### Directions
Filter the listing down to the lines containing the word "next".

▬▬▬▬▬▬

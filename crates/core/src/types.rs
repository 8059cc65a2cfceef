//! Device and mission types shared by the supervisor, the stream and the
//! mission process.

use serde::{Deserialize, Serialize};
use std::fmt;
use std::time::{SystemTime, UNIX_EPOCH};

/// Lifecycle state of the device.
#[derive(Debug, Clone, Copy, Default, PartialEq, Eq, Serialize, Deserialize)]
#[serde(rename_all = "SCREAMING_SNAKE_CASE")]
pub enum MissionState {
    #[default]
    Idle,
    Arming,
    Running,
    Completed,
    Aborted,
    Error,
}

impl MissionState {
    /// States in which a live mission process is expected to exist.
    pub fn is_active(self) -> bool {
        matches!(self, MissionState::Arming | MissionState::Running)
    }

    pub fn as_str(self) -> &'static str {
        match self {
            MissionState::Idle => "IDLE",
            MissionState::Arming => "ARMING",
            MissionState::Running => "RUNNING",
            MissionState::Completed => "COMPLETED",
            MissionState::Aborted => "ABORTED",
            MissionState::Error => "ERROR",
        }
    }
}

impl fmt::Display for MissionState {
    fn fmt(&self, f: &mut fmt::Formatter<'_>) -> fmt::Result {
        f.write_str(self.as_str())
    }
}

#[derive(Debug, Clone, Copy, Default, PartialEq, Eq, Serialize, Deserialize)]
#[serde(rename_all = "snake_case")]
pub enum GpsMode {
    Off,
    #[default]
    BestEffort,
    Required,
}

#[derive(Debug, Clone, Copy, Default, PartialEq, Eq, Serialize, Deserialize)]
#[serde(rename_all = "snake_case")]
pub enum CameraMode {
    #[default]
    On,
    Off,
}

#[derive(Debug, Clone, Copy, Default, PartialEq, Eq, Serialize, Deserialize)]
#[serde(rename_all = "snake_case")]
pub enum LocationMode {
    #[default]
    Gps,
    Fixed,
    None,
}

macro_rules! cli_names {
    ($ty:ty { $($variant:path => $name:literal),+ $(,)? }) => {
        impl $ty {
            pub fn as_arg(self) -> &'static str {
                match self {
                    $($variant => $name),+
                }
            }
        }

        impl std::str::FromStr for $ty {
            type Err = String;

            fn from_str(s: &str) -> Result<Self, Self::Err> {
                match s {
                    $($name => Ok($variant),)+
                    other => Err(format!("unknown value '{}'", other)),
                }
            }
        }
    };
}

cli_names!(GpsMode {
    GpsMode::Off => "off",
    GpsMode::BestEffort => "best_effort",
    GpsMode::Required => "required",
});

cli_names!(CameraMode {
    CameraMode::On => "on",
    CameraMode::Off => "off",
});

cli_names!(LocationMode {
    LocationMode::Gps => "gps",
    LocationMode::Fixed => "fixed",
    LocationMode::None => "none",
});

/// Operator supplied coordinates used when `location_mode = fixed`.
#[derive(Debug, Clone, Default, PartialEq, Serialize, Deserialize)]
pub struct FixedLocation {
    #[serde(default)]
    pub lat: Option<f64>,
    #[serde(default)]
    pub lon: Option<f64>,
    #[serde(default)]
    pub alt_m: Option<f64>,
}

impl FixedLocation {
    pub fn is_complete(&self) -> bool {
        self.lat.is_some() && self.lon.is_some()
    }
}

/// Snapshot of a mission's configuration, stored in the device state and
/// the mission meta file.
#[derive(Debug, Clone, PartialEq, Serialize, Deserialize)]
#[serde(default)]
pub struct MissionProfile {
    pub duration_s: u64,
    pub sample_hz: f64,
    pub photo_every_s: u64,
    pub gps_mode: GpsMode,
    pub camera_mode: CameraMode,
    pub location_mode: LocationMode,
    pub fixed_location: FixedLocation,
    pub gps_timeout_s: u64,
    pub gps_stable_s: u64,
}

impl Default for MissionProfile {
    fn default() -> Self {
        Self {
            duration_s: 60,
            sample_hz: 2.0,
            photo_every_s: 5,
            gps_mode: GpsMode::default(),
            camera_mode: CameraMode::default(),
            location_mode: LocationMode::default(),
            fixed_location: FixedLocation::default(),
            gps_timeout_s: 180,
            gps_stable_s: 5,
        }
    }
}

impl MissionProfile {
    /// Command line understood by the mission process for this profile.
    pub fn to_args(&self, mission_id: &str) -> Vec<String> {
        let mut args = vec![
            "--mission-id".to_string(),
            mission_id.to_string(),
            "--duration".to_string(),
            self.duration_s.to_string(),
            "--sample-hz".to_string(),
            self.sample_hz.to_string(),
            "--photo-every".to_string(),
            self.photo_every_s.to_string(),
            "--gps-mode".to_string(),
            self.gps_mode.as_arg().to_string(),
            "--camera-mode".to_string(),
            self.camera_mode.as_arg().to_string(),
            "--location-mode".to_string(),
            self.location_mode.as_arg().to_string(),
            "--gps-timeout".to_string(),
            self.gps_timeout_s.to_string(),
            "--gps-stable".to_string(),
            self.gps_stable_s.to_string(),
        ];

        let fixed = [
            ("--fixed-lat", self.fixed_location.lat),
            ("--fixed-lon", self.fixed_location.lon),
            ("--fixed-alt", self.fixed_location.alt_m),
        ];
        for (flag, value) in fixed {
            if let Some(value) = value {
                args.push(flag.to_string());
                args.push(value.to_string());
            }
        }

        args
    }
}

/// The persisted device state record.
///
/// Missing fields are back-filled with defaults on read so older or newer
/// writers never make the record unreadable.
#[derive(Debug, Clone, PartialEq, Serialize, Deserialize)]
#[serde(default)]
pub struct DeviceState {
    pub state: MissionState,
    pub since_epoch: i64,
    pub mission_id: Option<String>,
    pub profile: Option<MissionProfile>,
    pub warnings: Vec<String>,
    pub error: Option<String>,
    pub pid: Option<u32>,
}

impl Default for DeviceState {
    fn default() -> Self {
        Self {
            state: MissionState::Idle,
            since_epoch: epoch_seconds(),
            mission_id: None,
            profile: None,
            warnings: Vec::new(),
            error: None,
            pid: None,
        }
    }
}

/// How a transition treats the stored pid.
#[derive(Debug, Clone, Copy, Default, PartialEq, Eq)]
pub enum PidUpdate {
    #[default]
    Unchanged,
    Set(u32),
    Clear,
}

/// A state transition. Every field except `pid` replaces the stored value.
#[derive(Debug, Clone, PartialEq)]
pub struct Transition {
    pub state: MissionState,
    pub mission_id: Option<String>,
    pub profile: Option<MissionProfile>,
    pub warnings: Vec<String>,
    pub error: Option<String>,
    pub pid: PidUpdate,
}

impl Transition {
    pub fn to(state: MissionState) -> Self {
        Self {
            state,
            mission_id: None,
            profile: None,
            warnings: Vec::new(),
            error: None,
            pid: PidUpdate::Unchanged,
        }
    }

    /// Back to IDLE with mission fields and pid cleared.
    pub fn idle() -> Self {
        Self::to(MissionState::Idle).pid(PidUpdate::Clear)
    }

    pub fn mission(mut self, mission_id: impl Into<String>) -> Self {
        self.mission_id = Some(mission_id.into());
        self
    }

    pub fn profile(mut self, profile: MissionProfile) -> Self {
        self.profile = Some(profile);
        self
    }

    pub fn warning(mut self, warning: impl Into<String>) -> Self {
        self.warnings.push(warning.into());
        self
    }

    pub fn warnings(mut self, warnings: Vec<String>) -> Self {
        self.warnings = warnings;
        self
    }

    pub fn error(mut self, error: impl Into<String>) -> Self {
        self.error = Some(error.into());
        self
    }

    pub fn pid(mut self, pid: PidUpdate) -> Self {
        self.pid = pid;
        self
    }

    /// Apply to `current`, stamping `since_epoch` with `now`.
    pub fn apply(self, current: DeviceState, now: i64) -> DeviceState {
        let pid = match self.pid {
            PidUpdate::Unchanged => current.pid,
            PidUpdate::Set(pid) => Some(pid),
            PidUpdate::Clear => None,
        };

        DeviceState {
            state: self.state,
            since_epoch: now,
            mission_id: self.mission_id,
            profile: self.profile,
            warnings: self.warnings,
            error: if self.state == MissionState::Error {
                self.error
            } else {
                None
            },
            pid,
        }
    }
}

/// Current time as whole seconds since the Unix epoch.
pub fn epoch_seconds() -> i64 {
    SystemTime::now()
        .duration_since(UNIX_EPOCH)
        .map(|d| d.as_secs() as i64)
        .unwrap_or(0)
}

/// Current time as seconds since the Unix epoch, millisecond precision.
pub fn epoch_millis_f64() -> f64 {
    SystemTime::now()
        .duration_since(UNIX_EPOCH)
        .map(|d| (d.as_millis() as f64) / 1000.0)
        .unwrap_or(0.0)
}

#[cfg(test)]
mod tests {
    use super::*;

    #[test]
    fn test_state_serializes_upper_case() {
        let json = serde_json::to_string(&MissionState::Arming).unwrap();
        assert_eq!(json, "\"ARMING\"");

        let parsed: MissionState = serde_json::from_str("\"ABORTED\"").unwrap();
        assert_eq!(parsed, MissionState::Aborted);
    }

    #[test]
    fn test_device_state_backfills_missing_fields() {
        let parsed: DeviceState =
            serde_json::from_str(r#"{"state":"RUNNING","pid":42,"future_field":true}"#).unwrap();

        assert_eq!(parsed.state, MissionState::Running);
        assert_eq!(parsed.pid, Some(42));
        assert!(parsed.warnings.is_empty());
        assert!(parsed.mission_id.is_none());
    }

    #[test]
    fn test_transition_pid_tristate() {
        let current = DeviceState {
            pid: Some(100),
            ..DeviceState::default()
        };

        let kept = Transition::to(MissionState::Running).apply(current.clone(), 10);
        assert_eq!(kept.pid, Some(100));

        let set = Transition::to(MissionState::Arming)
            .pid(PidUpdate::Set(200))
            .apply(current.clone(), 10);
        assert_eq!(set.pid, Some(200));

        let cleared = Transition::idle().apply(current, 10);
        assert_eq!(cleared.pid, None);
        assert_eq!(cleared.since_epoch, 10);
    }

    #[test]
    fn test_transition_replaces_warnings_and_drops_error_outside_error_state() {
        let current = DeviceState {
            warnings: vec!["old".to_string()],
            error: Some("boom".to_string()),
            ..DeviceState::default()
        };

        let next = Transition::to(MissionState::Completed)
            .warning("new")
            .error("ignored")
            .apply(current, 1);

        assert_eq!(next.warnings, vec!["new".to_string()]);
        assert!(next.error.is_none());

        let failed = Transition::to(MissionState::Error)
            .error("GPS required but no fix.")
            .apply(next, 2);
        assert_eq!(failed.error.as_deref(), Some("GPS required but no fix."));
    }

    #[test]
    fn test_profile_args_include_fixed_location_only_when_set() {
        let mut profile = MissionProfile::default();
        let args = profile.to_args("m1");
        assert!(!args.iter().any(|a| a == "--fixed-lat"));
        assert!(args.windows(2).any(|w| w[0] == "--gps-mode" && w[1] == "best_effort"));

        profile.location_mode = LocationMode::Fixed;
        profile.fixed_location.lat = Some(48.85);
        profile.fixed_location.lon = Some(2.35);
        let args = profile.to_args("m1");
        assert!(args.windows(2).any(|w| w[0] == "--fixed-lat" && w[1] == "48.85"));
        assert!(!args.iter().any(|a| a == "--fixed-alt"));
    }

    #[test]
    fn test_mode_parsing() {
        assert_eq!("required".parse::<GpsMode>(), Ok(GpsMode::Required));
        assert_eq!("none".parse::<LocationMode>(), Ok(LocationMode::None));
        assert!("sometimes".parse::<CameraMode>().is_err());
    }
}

▬▬▬▬▬▬

### Output of the exercise
        let next = Transition::to(MissionState::Completed)
        assert_eq!(next.warnings, vec!["new".to_string()]);
        assert!(next.error.is_none());
            .apply(next, 2);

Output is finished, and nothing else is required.